==== Records

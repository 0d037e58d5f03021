//! Chrome `DevTools` backend for [`PageDriver`].
//!
//! Element handles are ids into a registry the page keeps on
//! `window.__bohProbe`. Every element operation is a JavaScript evaluation
//! against that registry; navigation discards it, so handles taken before a
//! navigation report a stale-handle driver error.

use crate::config::BrowserSettings;
use crate::driver::{ClickOptions, LoadState, NavigationOptions, PageDriver, ScrollPosition};
use crate::result::{ProbeError, ProbeResult};
use crate::selector::Selector;
use async_trait::async_trait;
use base64::Engine;
use chromiumoxide::browser::{Browser, BrowserConfig};
use chromiumoxide::cdp::browser_protocol::emulation::SetDeviceMetricsOverrideParams;
use chromiumoxide::cdp::browser_protocol::input::{DispatchKeyEventParams, DispatchKeyEventType};
use chromiumoxide::cdp::browser_protocol::page::{CaptureScreenshotFormat, CaptureScreenshotParams};
use chromiumoxide::page::Page;
use futures::StreamExt;
use serde::de::DeserializeOwned;
use std::time::Duration;
use tokio::task::JoinHandle;
use tokio::time::Instant;
use tracing::{debug, info};

/// Expression yielding the page-side handle registry
const REGISTRY: &str =
    "(window.__bohProbe || (window.__bohProbe = { next: 1, els: new Map() }))";

/// Network quiet period that counts as idle
const NETWORK_IDLE_QUIET: Duration = Duration::from_millis(500);

/// Load-state poll interval
const LOAD_STATE_POLL: Duration = Duration::from_millis(100);

/// A launched Chromium with its event-handler task
#[derive(Debug)]
pub struct BrowserSession {
    browser: Browser,
    handler: JoinHandle<()>,
    settings: BrowserSettings,
}

impl BrowserSession {
    /// Launch Chromium per `settings`
    pub async fn launch(settings: &BrowserSettings) -> ProbeResult<Self> {
        let mut builder = BrowserConfig::builder().window_size(settings.viewport_width, settings.viewport_height);
        if !settings.headless {
            builder = builder.with_head();
        }
        if let Some(path) = &settings.chromium_path {
            builder = builder.chrome_executable(path);
        }
        let config = builder.build().map_err(|message| ProbeError::BrowserLaunch { message })?;

        let (browser, mut events) = Browser::launch(config)
            .await
            .map_err(|e| ProbeError::BrowserLaunch { message: e.to_string() })?;
        let handler = tokio::spawn(async move {
            while let Some(event) = events.next().await {
                if event.is_err() {
                    break;
                }
            }
        });
        info!(headless = settings.headless, "browser launched");

        Ok(Self {
            browser,
            handler,
            settings: settings.clone(),
        })
    }

    /// Open a blank page
    pub async fn new_page(&self) -> ProbeResult<CdpPage> {
        let page = self
            .browser
            .new_page("about:blank")
            .await
            .map_err(|e| ProbeError::driver(e.to_string()))?;
        Ok(CdpPage { page })
    }

    /// Settings the browser was launched with
    #[must_use]
    pub const fn settings(&self) -> &BrowserSettings {
        &self.settings
    }

    /// Close the browser and stop the handler task
    pub async fn close(mut self) -> ProbeResult<()> {
        let closed = self
            .browser
            .close()
            .await
            .map(|_| ())
            .map_err(|e| ProbeError::driver(e.to_string()));
        self.handler.abort();
        closed
    }
}

/// Handle to an element registered on the page
#[derive(Debug, Clone, Copy, PartialEq, Eq, Hash)]
pub struct CdpElement(u64);

/// One Chromium tab driven over CDP
#[derive(Debug, Clone)]
pub struct CdpPage {
    page: Page,
}

impl CdpPage {
    async fn eval<T: DeserializeOwned>(&self, script: String) -> ProbeResult<T> {
        let result = self
            .page
            .evaluate(script)
            .await
            .map_err(|e| ProbeError::driver(e.to_string()))?;
        result.into_value().map_err(|e| ProbeError::driver(e.to_string()))
    }

    /// Run `body` with `el` bound to the registered element
    async fn on_element<T: DeserializeOwned>(&self, element: &CdpElement, body: &str) -> ProbeResult<T> {
        self.eval(element_script(element.0, body)).await
    }

    async fn ready_state(&self) -> ProbeResult<(String, usize)> {
        self.eval(
            "[document.readyState, performance.getEntriesByType('resource').length]".to_string(),
        )
        .await
    }
}

fn register(list: &str) -> String {
    format!("(() => {{ const r = {REGISTRY}; return {list}.map(el => {{ const id = r.next++; r.els.set(id, el); return id; }}); }})()")
}

fn element_script(id: u64, body: &str) -> String {
    format!(
        "(() => {{ const r = {REGISTRY}; const el = r.els.get({id}); \
         if (!el || !el.isConnected) throw new Error('stale element handle'); {body} }})()"
    )
}

const VISIBLE: &str = "const s = getComputedStyle(el); const b = el.getBoundingClientRect(); \
     const visible = s.visibility !== 'hidden' && s.display !== 'none' && b.width > 0 && b.height > 0;";

fn load_state_reached(state: LoadState, ready: &str) -> bool {
    match state {
        LoadState::DomContentLoaded => ready != "loading",
        LoadState::Load | LoadState::NetworkIdle => ready == "complete",
    }
}

#[async_trait]
impl PageDriver for CdpPage {
    type Element = CdpElement;

    async fn goto(&self, url: &str, options: NavigationOptions) -> ProbeResult<()> {
        match tokio::time::timeout(options.timeout, self.page.goto(url)).await {
            Ok(Ok(_)) => {}
            Ok(Err(e)) => return Err(ProbeError::navigation(url, e.to_string())),
            Err(_) => {
                return Err(ProbeError::navigation(
                    url,
                    format!("timed out after {}ms", options.timeout.as_millis()),
                ))
            }
        }
        self.wait_for_load_state(options.wait_until, options.timeout).await
    }

    async fn reload(&self, wait_until: LoadState) -> ProbeResult<()> {
        self.page
            .reload()
            .await
            .map_err(|e| ProbeError::driver(e.to_string()))?;
        self.wait_for_load_state(wait_until, Duration::from_secs(30)).await
    }

    async fn url(&self) -> ProbeResult<String> {
        let url = self.page.url().await.map_err(|e| ProbeError::driver(e.to_string()))?;
        Ok(url.unwrap_or_default())
    }

    async fn title(&self) -> ProbeResult<String> {
        let title = self
            .page
            .get_title()
            .await
            .map_err(|e| ProbeError::driver(e.to_string()))?;
        Ok(title.unwrap_or_default())
    }

    async fn body_text(&self) -> ProbeResult<String> {
        self.eval("document.body ? document.body.innerText : ''".to_string()).await
    }

    async fn wait_for_load_state(&self, state: LoadState, timeout: Duration) -> ProbeResult<()> {
        let start = Instant::now();
        let mut attempts = 0u32;
        let mut resources: Option<(usize, Instant)> = None;
        loop {
            attempts += 1;
            if let Ok((ready, count)) = self.ready_state().await {
                if load_state_reached(state, &ready) {
                    if state != LoadState::NetworkIdle {
                        return Ok(());
                    }
                    match resources {
                        Some((seen, since)) if seen == count => {
                            if since.elapsed() >= NETWORK_IDLE_QUIET {
                                return Ok(());
                            }
                        }
                        _ => resources = Some((count, Instant::now())),
                    }
                }
            }
            if start.elapsed() >= timeout {
                return Err(ProbeError::WaitTimeout {
                    waited_for: format!("load state {state}"),
                    attempts,
                    elapsed_ms: start.elapsed().as_millis() as u64,
                });
            }
            tokio::time::sleep(LOAD_STATE_POLL).await;
        }
    }

    async fn query_all(&self, selector: &Selector) -> ProbeResult<Vec<CdpElement>> {
        let ids: Vec<u64> = self.eval(register(&selector.to_query("document"))).await?;
        Ok(ids.into_iter().map(CdpElement).collect())
    }

    async fn query_within(&self, scope: &CdpElement, selector: &Selector) -> ProbeResult<Vec<CdpElement>> {
        let body = format!(
            "return {list}.map(c => {{ const id = r.next++; r.els.set(id, c); return id; }});",
            list = selector.to_query("el")
        );
        let ids: Vec<u64> = self.on_element(scope, &body).await?;
        Ok(ids.into_iter().map(CdpElement).collect())
    }

    async fn closest(&self, element: &CdpElement, css: &str) -> ProbeResult<Option<CdpElement>> {
        let css = serde_json::to_string(css)?;
        let body = format!(
            "const c = el.closest({css}); if (!c) return null; const id = r.next++; r.els.set(id, c); return id;"
        );
        let id: Option<u64> = self.on_element(element, &body).await?;
        Ok(id.map(CdpElement))
    }

    async fn is_visible(&self, element: &CdpElement) -> ProbeResult<bool> {
        self.on_element(element, &format!("{VISIBLE} return visible;")).await
    }

    async fn text_content(&self, element: &CdpElement) -> ProbeResult<String> {
        self.on_element(element, "return el.textContent || '';").await
    }

    async fn attribute(&self, element: &CdpElement, name: &str) -> ProbeResult<Option<String>> {
        let name = serde_json::to_string(name)?;
        self.on_element(element, &format!("return el.getAttribute({name});")).await
    }

    async fn click(&self, element: &CdpElement, options: ClickOptions) -> ProbeResult<()> {
        let body = if options.force {
            "el.click(); return true;".to_string()
        } else {
            format!(
                "el.scrollIntoView({{ block: 'center' }}); {VISIBLE} \
                 if (!visible) throw new Error('element is not visible'); el.click(); return true;"
            )
        };
        let _: bool = self.on_element(element, &body).await?;
        Ok(())
    }

    async fn fill(&self, element: &CdpElement, value: &str) -> ProbeResult<()> {
        let value = serde_json::to_string(value)?;
        let body = format!(
            "if (el.readOnly || el.disabled) throw new Error('element is not editable'); \
             el.focus(); \
             const proto = el instanceof HTMLTextAreaElement ? HTMLTextAreaElement.prototype : HTMLInputElement.prototype; \
             const setter = Object.getOwnPropertyDescriptor(proto, 'value').set; \
             setter.call(el, {value}); \
             el.dispatchEvent(new Event('input', {{ bubbles: true }})); \
             el.dispatchEvent(new Event('change', {{ bubbles: true }})); \
             return true;"
        );
        let _: bool = self.on_element(element, &body).await?;
        Ok(())
    }

    async fn input_value(&self, element: &CdpElement) -> ProbeResult<String> {
        self.on_element(element, "return el.value == null ? '' : String(el.value);").await
    }

    async fn is_checked(&self, element: &CdpElement) -> ProbeResult<bool> {
        self.on_element(element, "return !!el.checked;").await
    }

    async fn check(&self, element: &CdpElement) -> ProbeResult<()> {
        let _: bool = self
            .on_element(element, "if (!el.checked) el.click(); return !!el.checked;")
            .await?;
        Ok(())
    }

    async fn scroll_into_view(&self, element: &CdpElement) -> ProbeResult<()> {
        let _: bool = self
            .on_element(element, "el.scrollIntoView({ block: 'center' }); return true;")
            .await?;
        Ok(())
    }

    async fn scroll_page(&self, position: ScrollPosition) -> ProbeResult<()> {
        let y = match position {
            ScrollPosition::Top => "0",
            ScrollPosition::Bottom => "document.body ? document.body.scrollHeight : 0",
        };
        let _: bool = self.eval(format!("(() => {{ window.scrollTo(0, {y}); return true; }})()")).await?;
        Ok(())
    }

    async fn press_key(&self, key: &str) -> ProbeResult<()> {
        let (code, text) = match key {
            "Enter" => (13, Some("\r")),
            "Tab" => (9, None),
            "Escape" => (27, None),
            _ => (0, None),
        };
        for kind in [DispatchKeyEventType::KeyDown, DispatchKeyEventType::KeyUp] {
            let mut builder = DispatchKeyEventParams::builder()
                .r#type(kind.clone())
                .key(key)
                .code(key)
                .windows_virtual_key_code(code);
            if let (DispatchKeyEventType::KeyDown, Some(text)) = (&kind, text) {
                builder = builder.text(text);
            }
            let params = builder.build().map_err(ProbeError::driver)?;
            self.page
                .execute(params)
                .await
                .map_err(|e| ProbeError::driver(e.to_string()))?;
        }
        debug!(key, "key pressed");
        Ok(())
    }

    async fn screenshot(&self) -> ProbeResult<Vec<u8>> {
        let params = CaptureScreenshotParams::builder()
            .format(CaptureScreenshotFormat::Png)
            .capture_beyond_viewport(true)
            .build();
        let shot = self
            .page
            .execute(params)
            .await
            .map_err(|e| ProbeError::driver(e.to_string()))?;
        base64::engine::general_purpose::STANDARD
            .decode(&shot.data)
            .map_err(|e| ProbeError::driver(e.to_string()))
    }

    async fn set_viewport(&self, width: u32, height: u32) -> ProbeResult<()> {
        let params = SetDeviceMetricsOverrideParams::builder()
            .width(i64::from(width))
            .height(i64::from(height))
            .device_scale_factor(1.0)
            .mobile(false)
            .build()
            .map_err(ProbeError::driver)?;
        self.page
            .execute(params)
            .await
            .map_err(|e| ProbeError::driver(e.to_string()))?;
        Ok(())
    }
}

========

Which lines above include the word "that"? Pick them out and copy them.

Reply to the exercise —
//! against that registry; navigation discards it, so handles taken before a
/// Network quiet period that counts as idle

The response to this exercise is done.